The Need for the Natural Sciences

I just read an interview with the legendary Dr. Jane Goodall in the latest issue of the Sierra Club’s magazine and I felt simultaneously inspired and nostalgic. As a child, I grew up watching nature documentaries about her and other great naturalists and anthropologists, watching shows like “Nature” and David Attenborough’s “Life on Earth,” thinking that the world when I became an adult would be filled with people and a culture that loved nature, that put nature first. I loved my rock collections as a little girl, loved watching the bunnies in our yard, loved how my mother would point out birds in the ditches alongside the road. (Not surprisingly, my undergraduate degree was in Anthropology: Social Sciences, with a strong biological grounding.)

Sadly, I have found that it is not true, due to the advent of the Internet and an emphasis on the computational and mathematical sciences that have ensued. Everybody owns a smartphone, but how many people own a plant or belong to a nature organization or observe birds in the trees? Everybody wants to get rich quick not from dealing with plants or biology, but from the latest app or platform or computer technology in Silicon Valley. Think of all the expressions we have for people who are interested in nature, some more pejorative than others: “granola,” “tree-hugger,” “Nature Boy,” “eco freak,” et cetera. Technology and computer science are more quantifiable; they give us easier-to-classify results, quantitative data, can be understood by people all over the world with a minimum of common language.

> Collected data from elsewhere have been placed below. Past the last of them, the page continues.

// Copyright (C) 2020-2026  The Blockhouse Technology Limited (TBTL).
//
// This program is free software: you can redistribute it and/or modify it
// under the terms of the GNU Affero General Public License as published by
// the Free Software Foundation, either version 3 of the License, or (at your
// option) any later version.
//
// This program is distributed in the hope that it will be useful, but
// WITHOUT ANY WARRANTY; without even the implied warranty of MERCHANTABILITY
// or FITNESS FOR A PARTICULAR PURPOSE.  See the GNU Affero General Public
// License for more details.
//
// You should have received a copy of the GNU Affero General Public License
// along with this program.  If not, see <https://www.gnu.org/licenses/>.

#![deny(missing_docs)]
#![deny(rustdoc::broken_intra_doc_links)]

//! This crate provides the identifier model of the Peppol e-delivery network.
//!
//! Peppol names three things with `scheme::value` pairs: participants (e.g.
//! `iso6523-actorid-upis::0088:123456`), document types and processes.  All three are modelled
//! with the single immutable [`Identifier`] type, tagged with an [`IdentifierKind`].
//!
//! # Details
//!
//! Identifiers can only be constructed through an [`IdentifierFactory`], which validates the
//! syntax rules of the identifier kind and rejects invalid input immediately.  The factory is
//! configured with an [`IdentifierPolicy`], which holds
//!
//! * the [`CaseSensitivityRules`] table, deciding which schemes have case-insensitive values, and
//! * the switches for the charset and scheme length checks.
//!
//! Values of case-insensitive schemes are lower-cased for comparison and hashing only.  The value
//! supplied by the caller is kept verbatim and used whenever the identifier is serialized.
//!
//! # Examples
//!
//! ```
//! use bh_peppol_id::{IdentifierFactory, IdentifierKind};
//!
//! let factory = IdentifierFactory::default();
//!
//! let upper = factory
//!     .parse(IdentifierKind::Participant, "iso6523-actorid-upis::0088:ABC")
//!     .unwrap();
//! let lower = factory
//!     .create(IdentifierKind::Participant, "iso6523-actorid-upis", "0088:abc")
//!     .unwrap();
//!
//! // The default participant scheme is case-insensitive...
//! assert!(upper.has_same_content(&lower));
//! // ...but the original casing is preserved.
//! assert_eq!(upper.to_uri_encoded(), "iso6523-actorid-upis::0088:ABC");
//! assert_eq!(
//!     upper.to_uri_percent_encoded(),
//!     "iso6523-actorid-upis%3A%3A0088%3AABC"
//! );
//! ```

mod error;
mod factory;
mod identifier;
mod percent;
mod policy;

pub use error::{IdentifierError, Result};
pub use factory::IdentifierFactory;
pub use identifier::{
    Charset, Identifier, IdentifierKind, SCHEME_MAX_LENGTH, URI_SCHEME_VALUE_SEPARATOR,
};
pub use policy::{
    CaseSensitivity, CaseSensitivityRules, IdentifierPolicy, DEFAULT_DOCUMENT_TYPE_SCHEME,
    DEFAULT_PARTICIPANT_SCHEME, DEFAULT_PROCESS_SCHEME, WILDCARD_DOCUMENT_TYPE_SCHEME,
};
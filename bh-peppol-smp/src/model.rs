// Copyright (C) 2020-2026  The Blockhouse Technology Limited (TBTL).
//
// This program is free software: you can redistribute it and/or modify it
// under the terms of the GNU Affero General Public License as published by
// the Free Software Foundation, either version 3 of the License, or (at your
// option) any later version.
//
// This program is distributed in the hope that it will be useful, but
// WITHOUT ANY WARRANTY; without even the implied warranty of MERCHANTABILITY
// or FITNESS FOR A PARTICULAR PURPOSE.  See the GNU Affero General Public
// License for more details.
//
// You should have received a copy of the GNU Affero General Public License
// along with this program.  If not, see <https://www.gnu.org/licenses/>.

use bh_peppol_id::Identifier;
use chrono::{DateTime, Utc};
use openssl::x509::X509;

/// The ServiceGroup document of a participant.
#[derive(Clone, Debug, PartialEq, Eq)]
pub struct ServiceGroup {
    /// The participant the group belongs to.
    pub participant: Identifier,
    /// The references to the ServiceMetadata documents, one per supported document type.
    pub references: Vec<ServiceMetadataReference>,
}

impl ServiceGroup {
    /// The document types of all references whose URL carried a readable identifier.
    pub fn document_types(&self) -> impl Iterator<Item = &Identifier> {
        self.references
            .iter()
            .filter_map(|reference| reference.document_type.as_ref())
    }
}

/// A reference from a [`ServiceGroup`] to a ServiceMetadata document.
#[derive(Clone, Debug, PartialEq, Eq)]
pub struct ServiceMetadataReference {
    /// The URL of the ServiceMetadata document.
    pub href: String,
    /// The document type extracted from the last path segment of `href`.
    pub document_type: Option<Identifier>,
}

/// A ServiceMetadata document together with the certificate that signed it.
#[derive(Clone, Debug)]
pub struct SignedServiceMetadata {
    /// The content of the document.
    pub content: ServiceMetadataContent,
    /// The certificate embedded in the XML signature, if any.
    ///
    /// The certificate is extracted but the signature is not verified by the default reader.
    pub signer_certificate: Option<X509>,
}

/// The two shapes of a ServiceMetadata document.
#[derive(Clone, Debug, PartialEq, Eq)]
pub enum ServiceMetadataContent {
    /// The actual endpoint information.
    ServiceInformation(ServiceInformation),
    /// A pointer to another SMP.
    Redirect(Redirect),
}

/// An SMP redirect.
#[derive(Clone, Debug, PartialEq, Eq)]
pub struct Redirect {
    /// The URL of the ServiceMetadata document at the other SMP.
    pub href: String,
    /// Identifies the certificate the other SMP signs its responses with.
    pub certificate_uid: String,
}

/// The endpoints of a participant for one document type.
#[derive(Clone, Debug, PartialEq, Eq)]
pub struct ServiceInformation {
    /// The participant.
    pub participant: Identifier,
    /// The document type.
    pub document_type: Identifier,
    /// The processes the document type is supported in.
    pub processes: Vec<ProcessRecord>,
}

impl ServiceInformation {
    /// Finds the endpoint of `process` with exactly the `transport_profile`.
    ///
    /// Processes are compared with [`Identifier::has_same_content`], transport profiles
    /// case-sensitively.
    pub fn find_endpoint(
        &self,
        process: &Identifier,
        transport_profile: &str,
    ) -> Option<&EndpointRecord> {
        self.processes
            .iter()
            .filter(|record| record.process.has_same_content(process))
            .flat_map(|record| &record.endpoints)
            .find(|endpoint| endpoint.transport_profile == transport_profile)
    }
}

/// A process and its endpoints.
#[derive(Clone, Debug, PartialEq, Eq)]
pub struct ProcessRecord {
    /// The process.
    pub process: Identifier,
    /// The endpoints, one per transport profile.
    pub endpoints: Vec<EndpointRecord>,
}

/// A single endpoint as published by the SMP.
#[derive(Clone, Debug, PartialEq, Eq)]
pub struct EndpointRecord {
    /// The transport profile, e.g. `peppol-transport-as4-v2_0`.
    pub transport_profile: String,
    /// The address messages are delivered to.
    pub address: String,
    /// The endpoint certificate, base64 DER or PEM.
    pub certificate: String,
    /// Whether the receiver requires a business level signature.
    pub requires_business_level_signature: bool,
    /// The minimum authentication level required by the receiver.
    pub minimum_authentication_level: Option<String>,
    /// The endpoint is not to be used before this instant.
    pub activation_date: Option<DateTime<Utc>>,
    /// The endpoint is not to be used after this instant.
    pub expiration_date: Option<DateTime<Utc>>,
    /// Human readable description of the service.
    pub service_description: Option<String>,
    /// Contact of the technical support.
    pub technical_contact_url: Option<String>,
    /// Further technical information.
    pub technical_information_url: Option<String>,
}
// Copyright (C) 2020-2026  The Blockhouse Technology Limited (TBTL).
//
// This program is free software: you can redistribute it and/or modify it
// under the terms of the GNU Affero General Public License as published by
// the Free Software Foundation, either version 3 of the License, or (at your
// option) any later version.
//
// This program is distributed in the hope that it will be useful, but
// WITHOUT ANY WARRANTY; without even the implied warranty of MERCHANTABILITY
// or FITNESS FOR A PARTICULAR PURPOSE.  See the GNU Affero General Public
// License for more details.
//
// You should have received a copy of the GNU Affero General Public License
// along with this program.  If not, see <https://www.gnu.org/licenses/>.

use crate::IdentifierKind;

/// Error type returned when constructing an [`Identifier`][crate::Identifier].
#[derive(strum_macros::Display, Debug, PartialEq, Clone)]
pub enum IdentifierError {
    /// The scheme, the value or the combined URI form violates the syntax rules of the identifier
    /// kind.
    #[strum(to_string = "Invalid {0} identifier format: {1}")]
    InvalidFormat(IdentifierKind, String),
}

impl bherror::BhError for IdentifierError {}

impl IdentifierError {
    pub(crate) fn invalid(kind: IdentifierKind, reason: impl Into<String>) -> Self {
        Self::InvalidFormat(kind, reason.into())
    }
}

/// The [`bherror::Result`] type with the error type of [`IdentifierError`], used throughout this
/// crate.
pub type Result<T> = bherror::Result<T, IdentifierError>;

None of these are bad things, to be sure. The problem comes in that we are not putting nature first. We as a society are not deifying or idolizing (or at least putting as central) nature. Our natural world is looked on as somehow irrelevant or taken for granted. Surely that grass will grow and that squirrel is cute; now, gimme my Starbucks and I’ll send you a text. Look at the way universities have phased out natural science departments, as well as undergraduate requirements. The money is in computers, to be sure, because computers generate money and opportunities for money. It’s easier to shut your kid up with a DVD or iPad, but can you also get them to count the different varieties of birds in the yard?

Our hope lies in our future, in cultivating the love of nature in the very young. But, some might argue, children naturally gravitate toward nature. So then, let us revise our statement and say that is important to MAINTAIN the love of nature as children grow up into adults with other priorities. Should anyone think this is frivolous, I would direct him or her to numerous peer-reviewed studies by eminent scientists that point to the hard evidence of the tragedy of global warming and the shocking rise in natural disasters. We need to see ourselves as part of nature, and as mere keepers of nature for future generations.

Certainly, readers must appreciate the irony that I am blogging about this subject in front of my computer instead of being outdoors, and I must also confess that I do own an iPhone and various techno-gadgets. But these are not central to my life. To me, Mother Nature is top priority, the phenomenon for which I have the most respect. It is not a simple of issue of saying technology is bad and nature is good; in fact, we can forge links between the two (think Bjork’s Biophilia projects). Rather, to put it in Buddhist terms, it all starts in the mind, in our intentions, and there are a lot worse things to put in the center of our lives.